(Extracted data entries)
__________________________________________________
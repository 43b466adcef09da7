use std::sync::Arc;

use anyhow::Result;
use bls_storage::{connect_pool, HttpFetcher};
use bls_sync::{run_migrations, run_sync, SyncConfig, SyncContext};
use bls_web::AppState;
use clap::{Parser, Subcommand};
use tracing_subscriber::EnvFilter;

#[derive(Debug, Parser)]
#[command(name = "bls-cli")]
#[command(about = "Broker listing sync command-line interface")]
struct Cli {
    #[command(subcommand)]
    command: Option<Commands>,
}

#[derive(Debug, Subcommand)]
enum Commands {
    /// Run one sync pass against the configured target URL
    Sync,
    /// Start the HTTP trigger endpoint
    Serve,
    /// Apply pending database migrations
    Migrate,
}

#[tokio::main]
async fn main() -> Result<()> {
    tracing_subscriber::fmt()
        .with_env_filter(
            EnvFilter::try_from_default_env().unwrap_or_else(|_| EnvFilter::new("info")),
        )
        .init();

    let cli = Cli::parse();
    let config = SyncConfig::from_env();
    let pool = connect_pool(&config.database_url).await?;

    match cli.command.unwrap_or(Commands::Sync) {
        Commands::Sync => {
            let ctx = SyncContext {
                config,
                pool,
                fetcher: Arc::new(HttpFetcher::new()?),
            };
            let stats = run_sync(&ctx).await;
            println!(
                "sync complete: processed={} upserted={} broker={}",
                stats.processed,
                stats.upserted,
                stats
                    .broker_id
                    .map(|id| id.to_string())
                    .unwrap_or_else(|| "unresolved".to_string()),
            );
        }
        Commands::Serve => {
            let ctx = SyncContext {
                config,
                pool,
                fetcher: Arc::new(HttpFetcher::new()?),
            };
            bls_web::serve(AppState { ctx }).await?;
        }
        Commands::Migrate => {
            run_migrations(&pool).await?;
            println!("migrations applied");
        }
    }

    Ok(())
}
__________________________________________________
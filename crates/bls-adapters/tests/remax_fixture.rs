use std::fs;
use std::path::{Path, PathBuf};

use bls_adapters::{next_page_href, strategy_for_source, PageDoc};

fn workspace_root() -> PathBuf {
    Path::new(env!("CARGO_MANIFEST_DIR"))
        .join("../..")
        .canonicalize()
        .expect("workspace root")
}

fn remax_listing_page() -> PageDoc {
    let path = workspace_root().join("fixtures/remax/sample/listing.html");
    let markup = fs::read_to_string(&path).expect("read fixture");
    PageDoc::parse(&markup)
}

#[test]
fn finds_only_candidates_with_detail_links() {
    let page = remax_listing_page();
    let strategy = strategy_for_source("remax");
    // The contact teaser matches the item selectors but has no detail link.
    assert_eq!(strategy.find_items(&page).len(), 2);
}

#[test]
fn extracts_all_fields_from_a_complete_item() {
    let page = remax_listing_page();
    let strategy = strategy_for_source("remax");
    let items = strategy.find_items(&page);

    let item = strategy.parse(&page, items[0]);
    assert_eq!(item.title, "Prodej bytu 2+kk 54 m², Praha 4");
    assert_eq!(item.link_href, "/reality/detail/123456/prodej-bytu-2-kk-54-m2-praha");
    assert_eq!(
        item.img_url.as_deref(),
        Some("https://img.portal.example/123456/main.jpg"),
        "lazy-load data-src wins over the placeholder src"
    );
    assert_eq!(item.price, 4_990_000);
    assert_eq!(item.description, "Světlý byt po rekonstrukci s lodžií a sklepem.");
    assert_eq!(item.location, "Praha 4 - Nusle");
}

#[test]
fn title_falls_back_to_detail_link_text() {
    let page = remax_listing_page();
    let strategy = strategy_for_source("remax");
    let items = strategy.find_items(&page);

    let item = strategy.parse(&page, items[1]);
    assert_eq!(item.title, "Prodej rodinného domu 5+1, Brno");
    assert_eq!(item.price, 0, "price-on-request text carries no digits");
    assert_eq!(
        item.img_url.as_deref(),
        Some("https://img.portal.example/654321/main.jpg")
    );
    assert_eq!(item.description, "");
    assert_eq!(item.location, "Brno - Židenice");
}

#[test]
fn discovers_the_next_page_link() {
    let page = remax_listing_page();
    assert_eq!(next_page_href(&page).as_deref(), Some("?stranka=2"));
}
__________________________________________________
State the number of lines in the records that include the word "join", and add nothing to it.

2